(What to do): Nothing in the records should change; write them all out exactly.
^^^^^^^^^^^^^^^^
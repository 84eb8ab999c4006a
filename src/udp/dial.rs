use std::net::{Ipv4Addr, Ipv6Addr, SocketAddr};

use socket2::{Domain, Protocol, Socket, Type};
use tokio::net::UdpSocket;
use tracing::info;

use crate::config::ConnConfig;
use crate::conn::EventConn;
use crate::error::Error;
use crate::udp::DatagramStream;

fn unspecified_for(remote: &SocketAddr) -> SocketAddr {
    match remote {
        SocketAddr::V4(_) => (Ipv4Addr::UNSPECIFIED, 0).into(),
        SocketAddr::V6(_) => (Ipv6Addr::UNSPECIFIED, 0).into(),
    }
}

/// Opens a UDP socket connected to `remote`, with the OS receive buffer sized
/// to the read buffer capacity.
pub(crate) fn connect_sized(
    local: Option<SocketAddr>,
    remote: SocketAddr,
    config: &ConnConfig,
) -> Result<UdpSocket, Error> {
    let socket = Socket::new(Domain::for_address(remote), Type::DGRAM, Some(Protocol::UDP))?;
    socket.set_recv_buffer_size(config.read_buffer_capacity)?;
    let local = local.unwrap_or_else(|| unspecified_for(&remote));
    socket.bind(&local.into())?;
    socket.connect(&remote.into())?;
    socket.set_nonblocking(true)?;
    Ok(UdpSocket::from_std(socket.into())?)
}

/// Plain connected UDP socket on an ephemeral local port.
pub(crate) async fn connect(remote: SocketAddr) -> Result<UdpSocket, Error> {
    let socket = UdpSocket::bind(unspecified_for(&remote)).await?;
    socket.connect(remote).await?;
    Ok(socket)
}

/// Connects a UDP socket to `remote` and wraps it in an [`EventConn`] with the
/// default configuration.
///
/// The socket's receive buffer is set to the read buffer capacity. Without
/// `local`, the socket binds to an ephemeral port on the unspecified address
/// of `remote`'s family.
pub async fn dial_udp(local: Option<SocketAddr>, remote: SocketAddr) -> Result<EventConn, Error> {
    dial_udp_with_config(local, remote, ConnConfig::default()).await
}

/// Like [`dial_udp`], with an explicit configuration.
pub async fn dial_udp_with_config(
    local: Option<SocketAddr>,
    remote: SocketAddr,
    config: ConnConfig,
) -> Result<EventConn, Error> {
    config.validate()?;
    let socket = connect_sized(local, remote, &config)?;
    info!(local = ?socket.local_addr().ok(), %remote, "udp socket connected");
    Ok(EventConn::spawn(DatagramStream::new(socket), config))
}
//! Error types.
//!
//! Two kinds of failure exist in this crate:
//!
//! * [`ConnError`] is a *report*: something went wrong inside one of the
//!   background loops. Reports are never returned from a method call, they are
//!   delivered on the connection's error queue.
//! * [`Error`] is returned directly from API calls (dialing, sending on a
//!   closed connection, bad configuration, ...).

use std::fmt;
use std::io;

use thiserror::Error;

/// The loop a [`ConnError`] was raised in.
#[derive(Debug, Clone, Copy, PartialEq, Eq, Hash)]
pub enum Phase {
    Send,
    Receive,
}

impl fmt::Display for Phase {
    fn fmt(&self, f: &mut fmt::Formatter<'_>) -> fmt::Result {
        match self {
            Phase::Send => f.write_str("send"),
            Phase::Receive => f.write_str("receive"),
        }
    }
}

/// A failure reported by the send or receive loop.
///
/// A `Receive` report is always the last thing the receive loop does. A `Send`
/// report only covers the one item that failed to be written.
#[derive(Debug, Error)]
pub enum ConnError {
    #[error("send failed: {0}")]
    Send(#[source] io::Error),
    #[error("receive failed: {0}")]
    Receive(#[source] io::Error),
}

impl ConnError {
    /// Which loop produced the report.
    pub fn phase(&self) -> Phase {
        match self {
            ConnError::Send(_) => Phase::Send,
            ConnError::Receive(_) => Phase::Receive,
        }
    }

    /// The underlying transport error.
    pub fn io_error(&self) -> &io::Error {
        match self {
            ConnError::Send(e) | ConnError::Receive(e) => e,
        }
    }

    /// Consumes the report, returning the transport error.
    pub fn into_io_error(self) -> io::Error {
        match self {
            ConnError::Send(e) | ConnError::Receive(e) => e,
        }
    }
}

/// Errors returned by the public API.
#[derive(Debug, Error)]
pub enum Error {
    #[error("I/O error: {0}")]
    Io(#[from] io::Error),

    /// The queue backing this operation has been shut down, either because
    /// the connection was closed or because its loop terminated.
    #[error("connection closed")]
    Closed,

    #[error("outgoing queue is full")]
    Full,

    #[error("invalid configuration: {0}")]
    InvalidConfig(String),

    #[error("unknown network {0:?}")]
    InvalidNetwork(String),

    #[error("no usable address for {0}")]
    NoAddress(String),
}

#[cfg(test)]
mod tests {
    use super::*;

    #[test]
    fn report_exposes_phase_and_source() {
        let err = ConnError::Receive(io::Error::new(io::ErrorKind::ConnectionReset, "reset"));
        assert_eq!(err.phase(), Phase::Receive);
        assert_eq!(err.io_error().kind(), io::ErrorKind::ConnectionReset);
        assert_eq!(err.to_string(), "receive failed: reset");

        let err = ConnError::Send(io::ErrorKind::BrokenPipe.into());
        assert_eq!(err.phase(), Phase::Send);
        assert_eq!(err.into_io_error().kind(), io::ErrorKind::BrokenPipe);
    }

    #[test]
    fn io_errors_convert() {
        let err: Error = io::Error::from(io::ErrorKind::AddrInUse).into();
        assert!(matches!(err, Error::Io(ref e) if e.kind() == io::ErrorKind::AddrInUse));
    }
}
^^^^^^^^^^^^^^^^
(Task response):
repository 84eb8ab999c4006a
filename src/udp/dial.rs
use std::net::{Ipv4Addr, Ipv6Addr, SocketAddr};

use socket2::{Domain, Protocol, Socket, Type};
use tokio::net::UdpSocket;
use tracing::info;

use crate::config::ConnConfig;
use crate::conn::EventConn;
use crate::error::Error;
use crate::udp::DatagramStream;

fn unspecified_for(remote: &SocketAddr) -> SocketAddr {
    match remote {
        SocketAddr::V4(_) => (Ipv4Addr::UNSPECIFIED, 0).into(),
        SocketAddr::V6(_) => (Ipv6Addr::UNSPECIFIED, 0).into(),
    }
}

/// Opens a UDP socket connected to `remote`, with the OS receive buffer sized
/// to the read buffer capacity.
pub(crate) fn connect_sized(
    local: Option<SocketAddr>,
    remote: SocketAddr,
    config: &ConnConfig,
) -> Result<UdpSocket, Error> {
    let socket = Socket::new(Domain::for_address(remote), Type::DGRAM, Some(Protocol::UDP))?;
    socket.set_recv_buffer_size(config.read_buffer_capacity)?;
    let local = local.unwrap_or_else(|| unspecified_for(&remote));
    socket.bind(&local.into())?;
    socket.connect(&remote.into())?;
    socket.set_nonblocking(true)?;
    Ok(UdpSocket::from_std(socket.into())?)
}

/// Plain connected UDP socket on an ephemeral local port.
pub(crate) async fn connect(remote: SocketAddr) -> Result<UdpSocket, Error> {
    let socket = UdpSocket::bind(unspecified_for(&remote)).await?;
    socket.connect(remote).await?;
    Ok(socket)
}

/// Connects a UDP socket to `remote` and wraps it in an [`EventConn`] with the
/// default configuration.
///
/// The socket's receive buffer is set to the read buffer capacity. Without
/// `local`, the socket binds to an ephemeral port on the unspecified address
/// of `remote`'s family.
pub async fn dial_udp(local: Option<SocketAddr>, remote: SocketAddr) -> Result<EventConn, Error> {
    dial_udp_with_config(local, remote, ConnConfig::default()).await
}

/// Like [`dial_udp`], with an explicit configuration.
pub async fn dial_udp_with_config(
    local: Option<SocketAddr>,
    remote: SocketAddr,
    config: ConnConfig,
) -> Result<EventConn, Error> {
    config.validate()?;
    let socket = connect_sized(local, remote, &config)?;
    info!(local = ?socket.local_addr().ok(), %remote, "udp socket connected");
    Ok(EventConn::spawn(DatagramStream::new(socket), config))
}
//! Error types.
//!
//! Two kinds of failure exist in this crate:
//!
//! * [`ConnError`] is a *report*: something went wrong inside one of the
//!   background loops. Reports are never returned from a method call, they are
//!   delivered on the connection's error queue.
//! * [`Error`] is returned directly from API calls (dialing, sending on a
//!   closed connection, bad configuration, ...).

use std::fmt;
use std::io;

use thiserror::Error;

/// The loop a [`ConnError`] was raised in.
#[derive(Debug, Clone, Copy, PartialEq, Eq, Hash)]
pub enum Phase {
    Send,
    Receive,
}

impl fmt::Display for Phase {
    fn fmt(&self, f: &mut fmt::Formatter<'_>) -> fmt::Result {
        match self {
            Phase::Send => f.write_str("send"),
            Phase::Receive => f.write_str("receive"),
        }
    }
}

/// A failure reported by the send or receive loop.
///
/// A `Receive` report is always the last thing the receive loop does. A `Send`
/// report only covers the one item that failed to be written.
#[derive(Debug, Error)]
pub enum ConnError {
    #[error("send failed: {0}")]
    Send(#[source] io::Error),
    #[error("receive failed: {0}")]
    Receive(#[source] io::Error),
}

impl ConnError {
    /// Which loop produced the report.
    pub fn phase(&self) -> Phase {
        match self {
            ConnError::Send(_) => Phase::Send,
            ConnError::Receive(_) => Phase::Receive,
        }
    }

    /// The underlying transport error.
    pub fn io_error(&self) -> &io::Error {
        match self {
            ConnError::Send(e) | ConnError::Receive(e) => e,
        }
    }

    /// Consumes the report, returning the transport error.
    pub fn into_io_error(self) -> io::Error {
        match self {
            ConnError::Send(e) | ConnError::Receive(e) => e,
        }
    }
}

/// Errors returned by the public API.
#[derive(Debug, Error)]
pub enum Error {
    #[error("I/O error: {0}")]
    Io(#[from] io::Error),

    /// The queue backing this operation has been shut down, either because
    /// the connection was closed or because its loop terminated.
    #[error("connection closed")]
    Closed,

    #[error("outgoing queue is full")]
    Full,

    #[error("invalid configuration: {0}")]
    InvalidConfig(String),

    #[error("unknown network {0:?}")]
    InvalidNetwork(String),

    #[error("no usable address for {0}")]
    NoAddress(String),
}

#[cfg(test)]
mod tests {
    use super::*;

    #[test]
    fn report_exposes_phase_and_source() {
        let err = ConnError::Receive(io::Error::new(io::ErrorKind::ConnectionReset, "reset"));
        assert_eq!(err.phase(), Phase::Receive);
        assert_eq!(err.io_error().kind(), io::ErrorKind::ConnectionReset);
        assert_eq!(err.to_string(), "receive failed: reset");

        let err = ConnError::Send(io::ErrorKind::BrokenPipe.into());
        assert_eq!(err.phase(), Phase::Send);
        assert_eq!(err.into_io_error().kind(), io::ErrorKind::BrokenPipe);
    }

    #[test]
    fn io_errors_convert() {
        let err: Error = io::Error::from(io::ErrorKind::AddrInUse).into();
        assert!(matches!(err, Error::Io(ref e) if e.kind() == io::ErrorKind::AddrInUse));
    }
}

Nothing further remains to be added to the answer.